This Leonora Carrington Painting Is Guaranteed to Smash Her Auction Record

The women of the Surrealist movement are gaining long-overdue attention.

Leonora Carrington, Les Distractions de Dagobert (1945). Courtesy Sotheby's.

A Leonora Carrington painting that Sotheby’s touts as her “most significant” will come to the auction block next month. It is guaranteed to sell, according to the house, and bears an estimate between $12 and $18 million, meaning it will smash her previous auction high.

Les Distractions de Dagobert will be offered at the house’s marquee Modern art auction on May 15. By far the most valuable Carrington work ever offered at auction, it promises quite the return for the seller, who picked it up for $475,500 against a $250,000 high estimate when it last came to market, at Sotheby’s New York in November 1995. 

Les Distractions de Dagobert is the definitive masterpiece of Leonora Carrington’s long and storied career, bearing all the hallmarks of the artist at her absolute height,” said Julian Dawes, head of Impressionist and Modern art in New York. “The painting pioneers the visionary style that we associate with Surrealism today, while equally evocative of Hieronymus Bosch’s anarchic tableaus, bridging artistic boundaries to achieve an entirely new language.”

This is in the top five works she’s ever made,” said San Francisco gallerist Wendi Norris, an expert who deals in the artist’s work. “Somebody could write an entire book just based on it.”

The painting presents scenes inspired by the titular 7th-century Merovingian king, who, per the house, earned a reputation for sexual excess in addition to his luxurious lifestyle. In the foreground at left, an icon in shades of brown and with fire in its loins descends head-first into a pool of flames as a figure in priest-like gear looks on, holding up hands that have faces within them. At lower right, meanwhile, a female figure in a boat has a ghostly dark figure behind her, whose hair flows into the small vessel’s outsize flag. They appear against a backdrop defined by indescribable landscapes peopled with strange, hybrid creatures. 

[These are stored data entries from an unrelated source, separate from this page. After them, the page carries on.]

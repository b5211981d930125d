//! Document builder contract
//!
//! The parser never produces output itself: it drives a [`DocumentBuilder`] through an ordered,
//! balanced sequence of calls. Every `begin_*` call is matched by exactly one `end_*` call, and
//! nesting is strict (a span opened inside a block is closed before the block).

use crate::attributes::Attributes;
use crate::error::BuilderError;
use serde::Serialize;

/// Structural block kinds.
#[derive(Debug, Clone, Copy, PartialEq, Eq, Hash, Serialize)]
pub enum BlockType {
    Paragraph,
    Heading1,
    Heading2,
    Heading3,
    Heading4,
    Heading5,
    Heading6,
    BulletedList,
    NumericList,
    ListItem,
    Table,
    TableRow,
    TableCell,
    TableHeader,
    Quote,
    /// Verbatim text without code semantics.
    Preformatted,
    /// Verbatim code, optionally tagged with a language.
    Code,
    DefinitionList,
    DefinitionTerm,
    DefinitionItem,
    Footnote,
    /// Generic container for constructs a dialect passes through.
    Block,
}

impl BlockType {
    /// Heading type for `level`, clamped to 1..=6.
    pub fn heading(level: usize) -> Self {
        match level.clamp(1, 6) {
            1 => BlockType::Heading1,
            2 => BlockType::Heading2,
            3 => BlockType::Heading3,
            4 => BlockType::Heading4,
            5 => BlockType::Heading5,
            _ => BlockType::Heading6,
        }
    }

    pub fn heading_level(self) -> Option<usize> {
        match self {
            BlockType::Heading1 => Some(1),
            BlockType::Heading2 => Some(2),
            BlockType::Heading3 => Some(3),
            BlockType::Heading4 => Some(4),
            BlockType::Heading5 => Some(5),
            BlockType::Heading6 => Some(6),
            _ => None,
        }
    }

    pub fn list(ordered: bool) -> Self {
        if ordered {
            BlockType::NumericList
        } else {
            BlockType::BulletedList
        }
    }
}

/// Inline span kinds.
#[derive(Debug, Clone, Copy, PartialEq, Eq, Hash, Serialize)]
pub enum SpanType {
    Bold,
    Italic,
    BoldItalic,
    Strong,
    Emphasis,
    Code,
    /// Teletype text.
    Monospace,
    Deleted,
    Underlined,
    Superscript,
    Subscript,
    Link,
    Mark,
    Span,
}

/// Consumer of the structural event stream produced by the parser.
///
/// Errors returned by any method abort the parse and are handed back to the caller as-is.
pub trait DocumentBuilder {
    fn begin_document(&mut self) -> Result<(), BuilderError>;

    fn end_document(&mut self) -> Result<(), BuilderError>;

    fn begin_block(
        &mut self,
        block_type: BlockType,
        attributes: &Attributes,
    ) -> Result<(), BuilderError>;

    fn end_block(&mut self) -> Result<(), BuilderError>;

    fn begin_span(&mut self, span_type: SpanType, attributes: &Attributes)
        -> Result<(), BuilderError>;

    fn end_span(&mut self) -> Result<(), BuilderError>;

    /// Literal text. Builders escape it for their output format.
    fn characters(&mut self, text: &str) -> Result<(), BuilderError>;

    /// A named or numeric character entity, without the `&` and `;` delimiters.
    fn entity_reference(&mut self, name: &str) -> Result<(), BuilderError>;

    fn image(&mut self, attributes: &Attributes, url: &str) -> Result<(), BuilderError>;

    fn line_break(&mut self) -> Result<(), BuilderError>;

    fn horizontal_rule(&mut self) -> Result<(), BuilderError>;

    fn acronym(&mut self, text: &str, definition: &str) -> Result<(), BuilderError>;
}
//! Document builder implementations.

pub mod html;
mod noop;
pub mod recording;

pub use html::{HtmlDocumentBuilder, HtmlOptions};
pub use noop::NoOpDocumentBuilder;
pub use recording::{Event, RecordingDocumentBuilder};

A surreal painting with unidentifiable creatures in a bizarre landscape

Leonora Carrington, Les Distractions de Dagobert (1945). Courtesy Sotheby’s.

The canvas dates from two years after Carrington arrived in Mexico, fleeing the war in Europe. She had been labeled as a muse by Surrealist leader André Breton, but she shed that label to become recognized as an artist in her own right. As Carrington herself put it, “I didn’t have time to be anyone’s muse. I was too busy rebelling against my family and learning to be an artist.” Mexico was a center of the Surrealist scene when Carrington arrived there, with émigré artists concentrating around the painters Frida Kahlo and Diego Rivera. 

Carrington has been the subject of increasing market attention in recent years. She achieved her highest auction price two years ago, when her canvas The Garden of Paracelsus (1957) sold for $3.3 million against a $1.8 million high estimate at Sotheby’s New York. All but two of her top 10 auction prices have been achieved since June 2020.

Curators have also paid increasing heed to her work. The international exhibition at the core of the 2022 edition of the Venice Biennale, “The Milk of Dreams,” curated by Cecilia Allemani, took its title from a children’s book by Carrington, who was also a prolific author. In 2013, the Irish Museum of Modern Art in Dublin staged a retrospective, “Leonora Carrington: The Celtic Surrealist,” and in 2015, Tate Liverpool staged its own Carrington exhibition. 

Women Surrealists more generally have been in the spotlight around the globe, including a dramatic rise in their market, as Artnet News and Morgan Stanley reported last year, with works by artists like Gertrude Abercrombie, Dorothea Tanning, and Kay Sage selling increasingly well, in addition to Kahlo, who has become a titan in the Surrealist market. Her painting Diego y yo (1949), depicting herself and her husband, sold for $34.9 million in 2021 to become the most expensive work of Latin American art ever sold at auction. 

Museum shows have coincided with the women Surrealists’ commercial climb. Carrington appeared in the major 2022 exhibition “Surrealism Without Borders” at New York’s Metropolitan Museum of Art (which traveled to Tate Modern in London). Other major recent shows include “Meret Oppenheim: My Exhibition” in 2022 at New York’s Museum of Modern Art; the same year, “Surrealism and Magic: Enchanted Modernity” appeared at the Peggy Guggenheim Collection in Venice; “Remedios Varo: Science Fictions” was on view at the Art Institute of Chicago in 2023. Even farther back was the Los Angeles County Museum of Art exhibition “In Wonderland: The Surrealist Adventures of Women Artists in Mexico and the United States,” in 2012.

Norris, for her part, isn’t crazy about defining Carrington among the group of women Surrealists specifically. “I don’t think she would have defined herself as a woman Surrealist,” she said. “Any good financial analyst should look at her in the context of peers like René Magritte or Max Ernst. More and more collectors from Europe and Asia are looking at her work. This is her time.”